Britain’s Prime Minister Boris Johnson leaves Downing Street on his way to Buckingham Palace after the general election in London, Britain, December 13, 2019. Thomas Mukoya | Reuters. Sketched by the Pan Pacific Agency.

TOKYO, Jan 31, 2022, Kyodo. British Prime Minister Boris Johnson plans to visit Japan in mid-February for talks with Prime Minister Fumio Kishida, sources familiar with the matter said Saturday, Kyodo News reported.

During Johnson’s planned trip on Feb. 15 and 16, the two leaders are likely to agree to enhance security cooperation in the Indo-Pacific, where China has become increasingly assertive in its territorial claims in the East and South China seas, the sources said.

It would be Johnson’s first visit to Japan since taking office in 2019. But the two governments may change the dates of the trip depending on the level of coronavirus infections in the two countries and Johnson’s political fate, which is threatened over alleged COVID-19 lockdown-breaking parties in Downing Street.

If the visit is realized, Kishida and Johnson are expected to call for speeding up negotiations on the Reciprocal Access Agreement, aimed at enhancing interoperability and coordination between Japan’s Self-Defense Forces and Britain’s military, according to the sources.

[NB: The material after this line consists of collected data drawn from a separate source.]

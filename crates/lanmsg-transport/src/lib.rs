//! Transport layer for lanmsg.
//!
//! Provides the [`Transport`] trait for accepting connections and its TCP
//! implementation, [`TcpTransport`]. Outgoing connections are dialed with
//! [`TcpConnection::connect`].
//!
//! Every connection gets a process-wide unique [`ConnectionId`] that the
//! upper layers use as the session's identity.

#![allow(async_fn_in_trait)]

mod error;
mod tcp;

pub use error::TransportError;
pub use tcp::{TcpConnection, TcpTransport};

use std::fmt;
use std::net::SocketAddr;

/// Opaque identifier for a connection.
#[derive(Debug, Clone, Copy, PartialEq, Eq, Hash, PartialOrd, Ord)]
pub struct ConnectionId(u64);

impl ConnectionId {
    /// Creates a new `ConnectionId` from a raw `u64`.
    pub fn new(id: u64) -> Self {
        Self(id)
    }

    /// Returns the underlying `u64` value.
    pub fn into_inner(self) -> u64 {
        self.0
    }
}

impl fmt::Display for ConnectionId {
    fn fmt(&self, f: &mut fmt::Formatter<'_>) -> fmt::Result {
        write!(f, "conn-{}", self.0)
    }
}

/// Accepts new incoming connections.
pub trait Transport: Send + Sync + 'static {
    /// The connection type produced by this transport.
    type Connection: Send + 'static;
    /// The error type for transport operations.
    type Error: std::error::Error + Send + Sync;

    /// Waits for and accepts the next incoming connection.
    async fn accept(&mut self) -> Result<Self::Connection, Self::Error>;

    /// Returns the address the transport is listening on.
    fn local_addr(&self) -> Result<SocketAddr, Self::Error>;
}
//! Hooks that give a connection its behavior.
//!
//! The connection loop only moves bytes and messages. Everything a
//! particular side of the protocol does (answering `Hello`, relaying chat,
//! pacing file chunks) lives in a [`SessionHandler`]. The server and the
//! client each implement it once.
//!
//! Each hook receives the session's [`SessionContext`] mutably. The hooks
//! run on the connection's own task, one at a time, so a handler can keep
//! plain fields without any locking.

use std::future::Future;

use crate::SessionContext;

/// Per-connection protocol logic driven by the connection loop.
///
/// The hooks return `impl Future + Send` rather than being `async fn`, so
/// a connection with any handler can be moved onto a tokio task.
/// Implementations are free to write them as `async fn`.
///
/// # Example
///
/// ```rust
/// use lanmsg_session::{SessionContext, SessionHandler};
///
/// /// Sends every message straight back.
/// struct Echo;
///
/// impl SessionHandler for Echo {
///     type Command = ();
///
///     async fn on_messages(&mut self, ctx: &mut SessionContext) {
///         while let Some(message) = ctx.receive_next() {
///             ctx.send(message);
///         }
///     }
///
///     async fn on_command(&mut self, _command: (), _ctx: &mut SessionContext) {}
/// }
/// ```
pub trait SessionHandler: Send + 'static {
    /// Requests that other tasks post into this connection's mailbox.
    type Command: Send + 'static;

    /// Runs once, before the loop first waits on the socket.
    fn on_open(&mut self, ctx: &mut SessionContext) -> impl Future<Output = ()> + Send {
        let _ = ctx;
        async {}
    }

    /// One or more messages were appended to the inbound queue. Take them
    /// with [`SessionContext::receive_next`].
    fn on_messages(&mut self, ctx: &mut SessionContext) -> impl Future<Output = ()> + Send;

    /// A command arrived in the mailbox.
    ///
    /// The loop only takes a command while the outbound queue has room,
    /// so one `send` from here always succeeds.
    fn on_command(
        &mut self,
        command: Self::Command,
        ctx: &mut SessionContext,
    ) -> impl Future<Output = ()> + Send;

    /// Runs after every loop iteration that saw no error, as long as the
    /// session is not disconnecting.
    fn on_tick(&mut self, ctx: &mut SessionContext) -> impl Future<Output = ()> + Send {
        let _ = ctx;
        async {}
    }

    /// Runs exactly once when the loop exits, for whatever reason.
    fn on_closed(&mut self, ctx: &mut SessionContext) -> impl Future<Output = ()> + Send {
        let _ = ctx;
        async {}
    }
}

Tokyo and London started talks on the RAA last October to facilitate swifter deployment of defense personnel and ease restrictions on the transportation of weapons and supplies for joint training and disaster relief operations.

The leaders are likely to agree to promote a free and open Indo-Pacific and express opposition to unilateral attempts to alter the status quo in the East and South China seas in Beijing’s favor.

Kishida is expected to welcome Britain’s increased commitment to the region through measures such as the dispatch of the Royal Navy’s aircraft carrier the Queen Elizabeth to Japan last year and London’s application for joining the Trans-Pacific Partnership trade deal.

The 11-member free trade agreement, formally called the Comprehensive and Progressive Agreement for Trans-Pacific Partnership, involves regional economies, such as Japan, Australia and Canada.

It would be the second face-to-face meeting between Kishida and Johnson after they met on the sidelines of a U.N. climate summit last November in Glasgow, Scotland.